研究課題/領域番号 |
16K11963
|
研究機関 | 東京医科大学 |
研究代表者 |
田所 良之 東京医科大学, 医学部, 准教授 (50372355)
|
研究期間 (年度) |
2016-04-01 – 2023-03-31
|
キーワード | 日本文化 / 対人援助 |
研究実績の概要 |
令和3年度は、引き続き日本文化に特徴的な対人援助関係の構築・維持・促進に関する、学術的な情報の収集ならびに、既存の研究データの統合を進めた。 研究者のネットワークおよびSNSを活用し、日本-インドネシア人看護師(インドネシアで看護師のとしての臨床経験をもつインドネシア人で、EPAにより日本に来日し、日本の看護師免許を取得した後、日本で看護師として働いている者)、日本-インドネシア人介護福祉士(インドネシアでの看護師塩飽を持つ者で、EPAにより日本に来日し、現在日本で介護福祉士の資格を取得後、介護福祉士として働いている者。インドネシアでの看護の臨床経験は問わない)とコンタクトをとりつつ、適宜本研究へのアドバイスを受けた。また、これまでの研究で得た海外で働く日本人看護師を対象にした日本文化に特徴的な対人援助関係に関するインタビューデータの再分析、また、他研究者の行ったEPAインドネシア人看護師・介護福祉士のインタビューをもとに出版された書籍・研究成果を参考に、本研究の知見との照合、共通点・相違点の確認、統合を試みた。日本文化型対人援助関係は、日本人の生活の中における文化・価値観・習慣の中に見え隠れすることが多く、特に老人看護実践において顕在化しやすいと考えられた。
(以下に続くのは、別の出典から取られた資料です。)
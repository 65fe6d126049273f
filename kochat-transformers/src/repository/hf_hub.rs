use std::collections::HashSet;
use std::path::{Path, PathBuf};

use hf_hub::api::sync::{Api, ApiError, ApiRepo};
use hf_hub::{Repo as HuggingFaceRepo, RepoType};
use snafu::{ResultExt, Snafu};

use super::repo::Repo;
use crate::error::BoxedError;

#[derive(Debug, Snafu)]
pub enum HfHubRepoError {
    #[snafu(display("Cannot create Hugging Face Hub client"))]
    CreateClient { source: ApiError },

    #[snafu(display("Cannot list files of '{name}' at revision '{revision}'"))]
    ListFiles {
        name: String,
        revision: String,
        source: ApiError,
    },

    #[snafu(display("Cannot download '{path}'"))]
    Download { path: String, source: ApiError },
}

/// Model repository on the Hugging Face Hub, such as `skt/kogpt2-base-v2`.
///
/// Listing the files happens once, when the repository is opened. A file
/// is downloaded into the Hugging Face cache on first use.
pub struct HfHubRepo {
    api_repo: ApiRepo,
    files: HashSet<String>,
}

impl HfHubRepo {
    /// Open the repository `name` at `revision`, the `main` branch when
    /// no revision is given.
    pub fn new(name: &str, revision: Option<&str>) -> Result<Self, BoxedError> {
        let revision = revision.unwrap_or("main");
        let api_repo = Api::new()
            .context(CreateClientSnafu)?
            .repo(HuggingFaceRepo::with_revision(
                name.to_string(),
                RepoType::Model,
                revision.to_string(),
            ));
        let files = api_repo
            .info()
            .context(ListFilesSnafu { name, revision })?
            .siblings
            .into_iter()
            .map(|sibling| sibling.rfilename)
            .collect();

        Ok(HfHubRepo { api_repo, files })
    }
}

impl Repo for HfHubRepo {
    fn file(&self, path: impl AsRef<Path>) -> Result<Option<PathBuf>, BoxedError> {
        if !self.exists(path.as_ref()) {
            return Ok(None);
        }

        let path = path.as_ref().to_string_lossy();
        let local = self
            .api_repo
            .get(&path)
            .context(DownloadSnafu { path: path.as_ref() })?;
        Ok(Some(local))
    }

    fn exists(&self, path: impl AsRef<Path>) -> bool {
        self.files.contains(path.as_ref().to_string_lossy().as_ref())
    }
}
その一方で、高齢者の生活背景にある文化、史実、成育歴など、高齢者のどのような体験や経験は現在の生活に影響し、生活規範になっているか、ということによって変化することが考えられた。また、病を抱えて長期に渡って療養する必要がある慢性性疾患をもつ対象者への看護実践においては、長期にわたって医療者・看護者との関係が続くことから、その中に日本文化型対人援助関係がみられることが示唆された。 新型コロナウイルス感染症(COVID-19)拡大下においてweb開催されるセミナー、学術集会に参加し、可能な範囲で資料の収集を得た。
|
現在までの達成度 (区分) |
現在までの達成度 (区分)
4: 遅れている
理由
新型コロナウイルス感染症による感染拡大により、大学自領域内での教育・実習のハイブリッド・オンライン化に向けた対応、教材作成、講義・演習・実習内容や方法の変更や調整のため当初研究に充てることにしていたエフォートを全て教育業務に充てざるを得ず、研究活動の継続が困難であった。
|
今後の研究の推進方策 |
新型コロナウイルス感染症により、対面でインタビューやデータ収集をすること、そのための移動が困難になり、加えて、対象候補者の属する医療福祉保健領域の業務ひっ迫により今後もオンラインであってもインタビュー等は研究参加が困難となる可能性がある。オンライン教育への対応などにより必要な研究時間の捻出が難しいこともあり、これまでの研究で既に得ているデータの再分析や先行研究の知見、EPA看護に関して発刊された書籍による知見などの統合により補っていく予定である。
|
次年度使用額が生じた理由 |
新型コロナウイルス感染症による教育環境の変化、教育業務の増大により、予定していた通りに研究計画を実施することができなかったのが次年度使用額が生じた理由である。次年度使用額を用いて研究成果の統合を引き続き続けていくことを計画している。